* **DESCRIPTION OF THE TASK**:
Those lines of the records that contain "SessionStore" are to be located and copied.

----- AVAILABLE DATA

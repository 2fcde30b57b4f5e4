use std::path::{Path, PathBuf};

use crate::error::AppError;

/// File-backed store for audio artifacts. Generated WAVs and uploaded clone
/// samples live in sibling directories under the data dir; records in the
/// database reference them by id.
pub struct ArtifactStore {
    audio_dir: PathBuf,
    samples_dir: PathBuf,
}

impl ArtifactStore {
    pub fn new(data_dir: &Path) -> Result<Self, AppError> {
        let audio_dir = data_dir.join("generated_audio");
        let samples_dir = data_dir.join("cloned_voice_samples");
        std::fs::create_dir_all(&audio_dir)?;
        std::fs::create_dir_all(&samples_dir)?;
        Ok(Self {
            audio_dir,
            samples_dir,
        })
    }

    pub fn save_audio(&self, audio_ref: &str, wav: &[u8]) -> Result<(), AppError> {
        std::fs::write(self.audio_path(audio_ref), wav)?;
        Ok(())
    }

    pub fn load_audio(&self, audio_ref: &str) -> Result<Vec<u8>, AppError> {
        Ok(std::fs::read(self.audio_path(audio_ref))?)
    }

    pub fn delete_audio(&self, audio_ref: &str) {
        if let Err(e) = std::fs::remove_file(self.audio_path(audio_ref)) {
            tracing::warn!("Failed to remove audio artifact {}: {}", audio_ref, e);
        }
    }

    pub fn save_sample(&self, sample_ref: &str, bytes: &[u8]) -> Result<(), AppError> {
        std::fs::write(self.sample_path(sample_ref), bytes)?;
        Ok(())
    }

    pub fn delete_sample(&self, sample_ref: &str) {
        if let Err(e) = std::fs::remove_file(self.sample_path(sample_ref)) {
            tracing::warn!("Failed to remove voice sample {}: {}", sample_ref, e);
        }
    }

    fn audio_path(&self, audio_ref: &str) -> PathBuf {
        self.audio_dir.join(format!("{}.wav", audio_ref))
    }

    fn sample_path(&self, sample_ref: &str) -> PathBuf {
        self.samples_dir.join(format!("{}.wav", sample_ref))
    }
}

#[cfg(test)]
mod tests {
    use super::*;

    #[test]
    fn save_and_load_audio() {
        let dir = tempfile::tempdir().unwrap();
        let store = ArtifactStore::new(dir.path()).unwrap();

        store.save_audio("gen-1", b"RIFFdata").unwrap();
        assert_eq!(store.load_audio("gen-1").unwrap(), b"RIFFdata");

        store.delete_audio("gen-1");
        assert!(store.load_audio("gen-1").is_err());
    }

    #[test]
    fn samples_live_apart_from_audio() {
        let dir = tempfile::tempdir().unwrap();
        let store = ArtifactStore::new(dir.path()).unwrap();

        store.save_sample("clip", b"sample").unwrap();
        // Same ref in the audio store must not collide.
        assert!(store.load_audio("clip").is_err());
    }
}
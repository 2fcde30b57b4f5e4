use axum::{
    http::{header, Method},
    routing::{delete, get, post},
    Router,
};
use std::sync::Arc;
use tower_http::{
    cors::{Any, CorsLayer},
    trace::TraceLayer,
};

use super::handlers;
use crate::auth::SessionStore;
use crate::config::Config;
use crate::db::Store;
use crate::storage::ArtifactStore;
use crate::tts::TtsService;

pub struct AppState {
    pub config: Config,
    pub store: Store,
    pub sessions: SessionStore,
    pub artifacts: ArtifactStore,
    pub tts: TtsService,
}

pub fn create_router(state: Arc<AppState>) -> Router {
    let cors = CorsLayer::new()
        .allow_origin(Any)
        .allow_methods([Method::GET, Method::POST, Method::DELETE])
        .allow_headers([header::CONTENT_TYPE, header::AUTHORIZATION]);

    Router::new()
        .route("/register", post(handlers::register))
        .route("/login", post(handlers::login))
        .route("/logout", post(handlers::logout))
        .route("/me", get(handlers::me))
        .route("/voices", get(handlers::list_voices))
        .route("/voice/clone", post(handlers::clone_voice))
        .route("/voice/:id", delete(handlers::delete_voice))
        .route("/tts/generate", post(handlers::generate))
        .route("/history", get(handlers::history))
        .route("/history/:id", delete(handlers::delete_generation))
        .route("/audio/:id", get(handlers::get_audio))
        .route("/subscribe", post(handlers::subscribe))
        .route("/health", get(handlers::health))
        .layer(cors)
        .layer(TraceLayer::new_for_http())
        .with_state(state)
}
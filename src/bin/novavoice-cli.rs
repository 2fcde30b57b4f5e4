//! novavoice-cli - command line client for the NovaVoice server.
//!
//! Issues one request per invocation and keeps the session token in the
//! user's config directory between calls.

use std::error::Error;
use std::path::PathBuf;

use base64::engine::general_purpose::STANDARD as BASE64;
use base64::Engine as _;
use clap::{Parser, Subcommand};
use reqwest::blocking::Client;
use reqwest::StatusCode;
use serde_json::json;

use novavoice::api::{
    GenerateResponse, HistoryResponse, LoginResponse, SubscribeResponse, VoicesResponse,
};
use novavoice::db::{UserSummary, Voice};
use novavoice::error::ErrorResponse;

/// Command line client for the NovaVoice server
#[derive(Parser)]
#[command(name = "novavoice-cli")]
#[command(version)]
#[command(about = "Client for the NovaVoice text-to-speech server", long_about = None)]
struct Cli {
    /// Server base URL
    #[arg(long, env = "NOVAVOICE_URL", default_value = "http://127.0.0.1:8008")]
    server: String,

    #[command(subcommand)]
    command: Commands,
}

#[derive(Subcommand)]
enum Commands {
    /// Create an account
    Register {
        username: String,
        email: String,
        password: String,
    },

    /// Log in and store the session token
    Login { email: String, password: String },

    /// Destroy the current session
    Logout,

    /// Show the logged-in account, tier and remaining quota
    Me,

    /// List available voices
    Voices,

    /// Generate speech from text
    Say {
        /// Text to speak
        text: String,
        /// Voice name or id (defaults to the first available voice)
        #[arg(short, long)]
        voice: Option<String>,
        /// Speed multiplier, 0.5 to 2.0
        #[arg(short, long, default_value = "1.0")]
        speed: f64,
        /// Pitch multiplier (accepted by the server, simulated)
        #[arg(short, long, default_value = "1.0")]
        pitch: f64,
        /// Emotion: neutral, happy, sad, excited, angry, serious
        #[arg(short, long, default_value = "neutral")]
        emotion: String,
        /// Where to save the WAV
        #[arg(short, long, default_value = "speech.wav")]
        output: PathBuf,
        /// Play the audio after generating it
        #[arg(long)]
        play: bool,
    },

    /// Register a cloned voice from an audio sample
    Clone {
        /// Name for the new voice
        name: String,
        /// Path to the audio sample
        sample: PathBuf,
        /// Language hint, e.g. en-us
        #[arg(short, long, default_value = "en-us")]
        language: String,
    },

    /// Delete one of your cloned voices
    DeleteVoice { id: String },

    /// Show generation history, newest first
    History,

    /// Download the audio of a past generation
    Fetch {
        id: String,
        #[arg(short, long, default_value = "speech.wav")]
        output: PathBuf,
    },

    /// Delete a past generation
    DeleteGeneration { id: String },

    /// Change subscription tier (simulated payment)
    Subscribe {
        /// basic, premium or ultimate
        tier: String,
        #[arg(long, default_value = "4242424242424242")]
        card_number: String,
        #[arg(long, default_value = "12/30")]
        expiry: String,
        #[arg(long, default_value = "123")]
        cvv: String,
    },
}

fn main() {
    let cli = Cli::parse();
    if let Err(e) = run(cli) {
        eprintln!("error: {}", e);
        std::process::exit(1);
    }
}

fn run(cli: Cli) -> Result<(), Box<dyn Error>> {
    let client = Client::new();
    let server = cli.server.trim_end_matches('/').to_string();

    match cli.command {
        Commands::Register {
            username,
            email,
            password,
        } => {
            let response = client
                .post(format!("{}/register", server))
                .json(&json!({ "username": username, "email": email, "password": password }))
                .send()?;
            let user: UserSummary = parse(response)?;
            println!("Registered {} ({} tier). You can log in now.", user.username, user.tier);
        }

        Commands::Login { email, password } => {
            let response = client
                .post(format!("{}/login", server))
                .json(&json!({ "email": email, "password": password }))
                .send()?;
            let login: LoginResponse = parse(response)?;
            save_token(&login.token)?;
            println!(
                "Logged in as {} ({} tier, {} generations left today)",
                login.user.username, login.user.tier, login.user.remaining_today
            );
        }

        Commands::Logout => {
            let token = load_token()?;
            client
                .post(format!("{}/logout", server))
                .bearer_auth(&token)
                .send()?;
            let _ = std::fs::remove_file(token_path()?);
            println!("Logged out.");
        }

        Commands::Me => {
            let token = load_token()?;
            let response = client
                .get(format!("{}/me", server))
                .bearer_auth(&token)
                .send()?;
            let user: UserSummary = parse(response)?;
            println!(
                "{} <{}> on {} tier, {}/{} generations left today",
                user.username, user.email, user.tier, user.remaining_today, user.daily_quota
            );
        }

        Commands::Voices => {
            let token = load_token()?;
            let response = client
                .get(format!("{}/voices", server))
                .bearer_auth(&token)
                .send()?;
            let voices: VoicesResponse = parse(response)?;
            for voice in voices.voices {
                println!("{}  {:?}  {}", voice.id, voice.kind, voice.name);
            }
        }

        Commands::Say {
            text,
            voice,
            speed,
            pitch,
            emotion,
            output,
            play,
        } => {
            let token = load_token()?;
            let voice = resolve_voice(&client, &server, &token, voice.as_deref())?;
            println!("Using voice: {}", voice.name);

            let response = client
                .post(format!("{}/tts/generate", server))
                .bearer_auth(&token)
                .json(&json!({
                    "text": text,
                    "voice_id": voice.id,
                    "speed": speed,
                    "pitch": pitch,
                    "emotion": emotion,
                }))
                .send()?;
            let generated: GenerateResponse = parse(response)?;

            let audio = client
                .get(format!("{}{}", server, generated.audio_url))
                .bearer_auth(&token)
                .send()?
                .error_for_status()?
                .bytes()?;
            std::fs::write(&output, &audio)?;
            println!("Saved {} bytes to {}", audio.len(), output.display());

            if play {
                play_audio(audio.to_vec())?;
            }
        }

        Commands::Clone {
            name,
            sample,
            language,
        } => {
            let token = load_token()?;
            let bytes = std::fs::read(&sample)?;
            let response = client
                .post(format!("{}/voice/clone", server))
                .bearer_auth(&token)
                .json(&json!({
                    "name": name,
                    "sample_base64": BASE64.encode(&bytes),
                    "language": language,
                }))
                .send()?;
            let voice: Voice = parse(response)?;
            println!("Cloned voice '{}' ({})", voice.name, voice.id);
        }

        Commands::DeleteVoice { id } => {
            let token = load_token()?;
            let response = client
                .delete(format!("{}/voice/{}", server, id))
                .bearer_auth(&token)
                .send()?;
            expect_no_content(response)?;
            println!("Voice deleted.");
        }

        Commands::History => {
            let token = load_token()?;
            let response = client
                .get(format!("{}/history", server))
                .bearer_auth(&token)
                .send()?;
            let history: HistoryResponse = parse(response)?;
            if history.history.is_empty() {
                println!("No generations yet.");
            }
            for entry in history.history {
                let preview: String = entry.text.chars().take(60).collect();
                println!(
                    "{}  {}  [{}]  {}",
                    entry.id, entry.created_at, entry.voice_name, preview
                );
            }
        }

        Commands::Fetch { id, output } => {
            let token = load_token()?;
            let audio = client
                .get(format!("{}/audio/{}", server, id))
                .bearer_auth(&token)
                .send()?
                .error_for_status()?
                .bytes()?;
            std::fs::write(&output, &audio)?;
            println!("Saved {} bytes to {}", audio.len(), output.display());
        }

        Commands::DeleteGeneration { id } => {
            let token = load_token()?;
            let response = client
                .delete(format!("{}/history/{}", server, id))
                .bearer_auth(&token)
                .send()?;
            expect_no_content(response)?;
            println!("Generation deleted.");
        }

        Commands::Subscribe {
            tier,
            card_number,
            expiry,
            cvv,
        } => {
            let token = load_token()?;
            let response = client
                .post(format!("{}/subscribe", server))
                .bearer_auth(&token)
                .json(&json!({
                    "tier": capitalize(&tier),
                    "card": { "number": card_number, "expiry": expiry, "cvv": cvv },
                }))
                .send()?;
            let result: SubscribeResponse = parse(response)?;
            println!("{}", result.message);
        }
    }

    Ok(())
}

/// Match a voice by id or by (case-insensitive) name fragment.
fn resolve_voice(
    client: &Client,
    server: &str,
    token: &str,
    wanted: Option<&str>,
) -> Result<Voice, Box<dyn Error>> {
    let response = client
        .get(format!("{}/voices", server))
        .bearer_auth(token)
        .send()?;
    let voices: VoicesResponse = parse(response)?;

    let Some(wanted) = wanted else {
        return voices
            .voices
            .into_iter()
            .next()
            .ok_or_else(|| "no voices available".into());
    };

    let needle = wanted.to_lowercase();
    voices
        .voices
        .into_iter()
        .find(|v| v.id.to_string() == needle || v.name.to_lowercase().contains(&needle))
        .ok_or_else(|| format!("no voice matching '{}'", wanted).into())
}

fn parse<T: serde::de::DeserializeOwned>(
    response: reqwest::blocking::Response,
) -> Result<T, Box<dyn Error>> {
    if response.status().is_success() {
        Ok(response.json()?)
    } else {
        Err(server_error(response))
    }
}

fn expect_no_content(response: reqwest::blocking::Response) -> Result<(), Box<dyn Error>> {
    if response.status() == StatusCode::NO_CONTENT || response.status().is_success() {
        Ok(())
    } else {
        Err(server_error(response))
    }
}

fn server_error(response: reqwest::blocking::Response) -> Box<dyn Error> {
    let status = response.status();
    match response.json::<ErrorResponse>() {
        Ok(body) => format!("{} ({})", body.error, status).into(),
        Err(_) => format!("server returned {}", status).into(),
    }
}

fn token_path() -> Result<PathBuf, Box<dyn Error>> {
    let dir = dirs::config_dir()
        .ok_or("no config directory available")?
        .join("novavoice");
    std::fs::create_dir_all(&dir)?;
    Ok(dir.join("session"))
}

fn save_token(token: &str) -> Result<(), Box<dyn Error>> {
    std::fs::write(token_path()?, token)?;
    Ok(())
}

fn load_token() -> Result<String, Box<dyn Error>> {
    let path = token_path()?;
    std::fs::read_to_string(&path)
        .map(|t| t.trim().to_string())
        .map_err(|_| "not logged in (run `novavoice-cli login` first)".into())
}

fn capitalize(s: &str) -> String {
    let mut chars = s.chars();
    match chars.next() {
        Some(first) => first.to_uppercase().chain(chars.flat_map(char::to_lowercase)).collect(),
        None => String::new(),
    }
}

#[cfg(feature = "audio-playback")]
fn play_audio(wav_data: Vec<u8>) -> Result<(), Box<dyn Error>> {
    use std::io::Cursor;

    let (_stream, stream_handle) = rodio::OutputStream::try_default()?;
    let sink = rodio::Sink::try_new(&stream_handle)?;
    sink.append(rodio::Decoder::new(Cursor::new(wav_data))?);
    sink.sleep_until_end();
    Ok(())
}

#[cfg(not(feature = "audio-playback"))]
fn play_audio(_wav_data: Vec<u8>) -> Result<(), Box<dyn Error>> {
    Err("built without the audio-playback feature".into())
}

----------

* **SOLUTION FOR THIS EXERCISE**:
use crate::auth::SessionStore;
    pub sessions: SessionStore,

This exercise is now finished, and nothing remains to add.